TORINO – Cinque fratelli, di origini libanesi, sono indagati dalla procura di Torino per finanziamento al terrorismo e riciclaggio internazionale.
Secondo la guardia di finanza, che ha effettuato le indagini, ripulivano il denaro proveniente da un ingente traffico di droga per finanziare l’attività degli Hezbollah.
La guardia di finanza ha perquisito la casa e le aziende dei cinque fratelli, che avevano aperto attività di compravendita di auto e macchine agricole nel Cuneese e nella zone di La Spezia. L’indagine è coordinata dal pm Antonio Rinaudo, della Direzione distrettuale antimafia di Torino, competente per il reato di terrorismo.

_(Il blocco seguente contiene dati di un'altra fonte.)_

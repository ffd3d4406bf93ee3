use std::path::PathBuf;

use iced::Task;
use quill_gateway::dialogs;

use crate::app::{App, AppEvent, AppFlowEvent};
use crate::widgets::explorer::{ExplorerCommand, ExplorerEffect, ExplorerEvent};

/// Route an explorer UI event through the widget reducer.
pub(crate) fn route_event(
    app: &mut App,
    event: ExplorerEvent,
) -> Task<AppEvent> {
    let command = map_event_to_command(event);
    route_command(app, command)
}

/// Route an explorer command directly (used by flow routers).
pub(crate) fn route_command(
    app: &mut App,
    command: ExplorerCommand,
) -> Task<AppEvent> {
    app.widgets
        .explorer
        .reduce(command)
        .map(AppEvent::ExplorerEffect)
}

/// Route an explorer effect event to app-level tasks.
pub(crate) fn route_effect(
    app: &mut App,
    effect: ExplorerEffect,
) -> Task<AppEvent> {
    match effect {
        ExplorerEffect::PickFolderRequested => {
            Task::perform(dialogs::pick_folder(), |root| {
                AppEvent::ExplorerUi(ExplorerEvent::FolderPicked { root })
            })
        },
        ExplorerEffect::LoadRootRequested { root } => {
            load_directory_async(app, root, |root, result| match result {
                Ok(entries) => ExplorerEvent::RootLoaded { root, entries },
                Err(message) => ExplorerEvent::RootLoadFailed { root, message },
            })
        },
        ExplorerEffect::LoadFolderRequested { directory } => {
            load_directory_async(app, directory, |directory, result| {
                match result {
                    Ok(entries) => {
                        ExplorerEvent::FolderLoaded { directory, entries }
                    },
                    Err(message) => {
                        ExplorerEvent::FolderLoadFailed { directory, message }
                    },
                }
            })
        },
        ExplorerEffect::OpenFileRequested { path, name } => Task::done(
            AppEvent::Flow(AppFlowEvent::OpenFileFromTree { path, name }),
        ),
    }
}

/// List a directory off the update loop and produce a completion event.
fn load_directory_async<F>(
    app: &App,
    dir: PathBuf,
    on_complete: F,
) -> Task<AppEvent>
where
    F: FnOnce(
            PathBuf,
            Result<Vec<quill_gateway::DirectoryEntry>, String>,
        ) -> ExplorerEvent
        + Send
        + 'static,
{
    let fs = app.fs.clone();
    Task::perform(
        async move {
            let result = fs.list_directory(&dir).map_err(|err| err.message());
            (dir, result)
        },
        move |(dir, result)| AppEvent::ExplorerUi(on_complete(dir, result)),
    )
}

fn map_event_to_command(event: ExplorerEvent) -> ExplorerCommand {
    use {ExplorerCommand as C, ExplorerEvent as E};

    match event {
        E::OpenFolderPressed => C::OpenFolder,
        E::FolderPicked { root } => C::FolderPicked { root },
        E::NodePressed { path } => C::NodePressed { path },
        E::NodeHovered { path } => C::NodeHovered { path },
        E::NodeHoverLeft { path } => C::NodeHoverLeft { path },
        E::RootLoaded { root, entries } => C::RootLoaded { root, entries },
        E::RootLoadFailed { root, message } => {
            C::RootLoadFailed { root, message }
        },
        E::FolderLoaded { directory, entries } => {
            C::FolderLoaded { directory, entries }
        },
        E::FolderLoadFailed { directory, message } => {
            C::FolderLoadFailed { directory, message }
        },
    }
}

Gli inquirenti hanno ricevuto segnalazioni sull’attività dei cinque fratelli da Fbi e Dea. Per gli investigatori americani, i soldi arrivati ai fratelli provengono da un traffico internazionale di droga. A loro spettava il compito di riciclare il denaro, che serviva poi a finanziare le attività degli Hezbollah.
All’esito delle indagini, durate oltre due anni, condotte dalle Fiamme Gialle del capoluogo piemontese con il prezioso ausilio dell’F.B.I., di Europol e coordinate dal P.M., Dott. Antonio Rinaudo, gli indagati sono sospettati di aver avuto un ruolo in un vasto meccanismo di riciclaggio internazionale, lungo l’asse Libano, Italia, Germania, Belgio ed Africa centrale.
Il denaro – di verosimile provenienza illecita – sarebbe giunto nel nostro Paese principalmente dal Libano, attraverso canali non tracciati (quali il c.d. sistema Hawalla ovvero a mezzo corrieri di valuta), nonché operatori finanziari esteri, e quindi riciclato, anche grazie al coinvolgimento di più persone fisiche e/o giuridiche operanti sul territorio nazionale.
Tale attività sarebbe stata favorita principalmente da aziende riconducibili agli indagati, attraverso l’immissione delle disponibilità finanziarie provenienti dal Medio Oriente in un ingente commercio di autovetture e macchinari industriali usati, acquistati in Italia ed in Europa, e destinati alla successiva vendita in Africa, attraverso l’esportazione dal porto di Anversa.
Nell’ambito delle investigazioni, scaturite dall’analisi di anomale movimentazioni finanziarie in capo ai fratelli libanesi e sviluppate dal Nucleo Polizia Tributaria Torino, sono emersi significativi indici di anomalia anche con riferimento alla verosimile illecita provenienza delle provviste.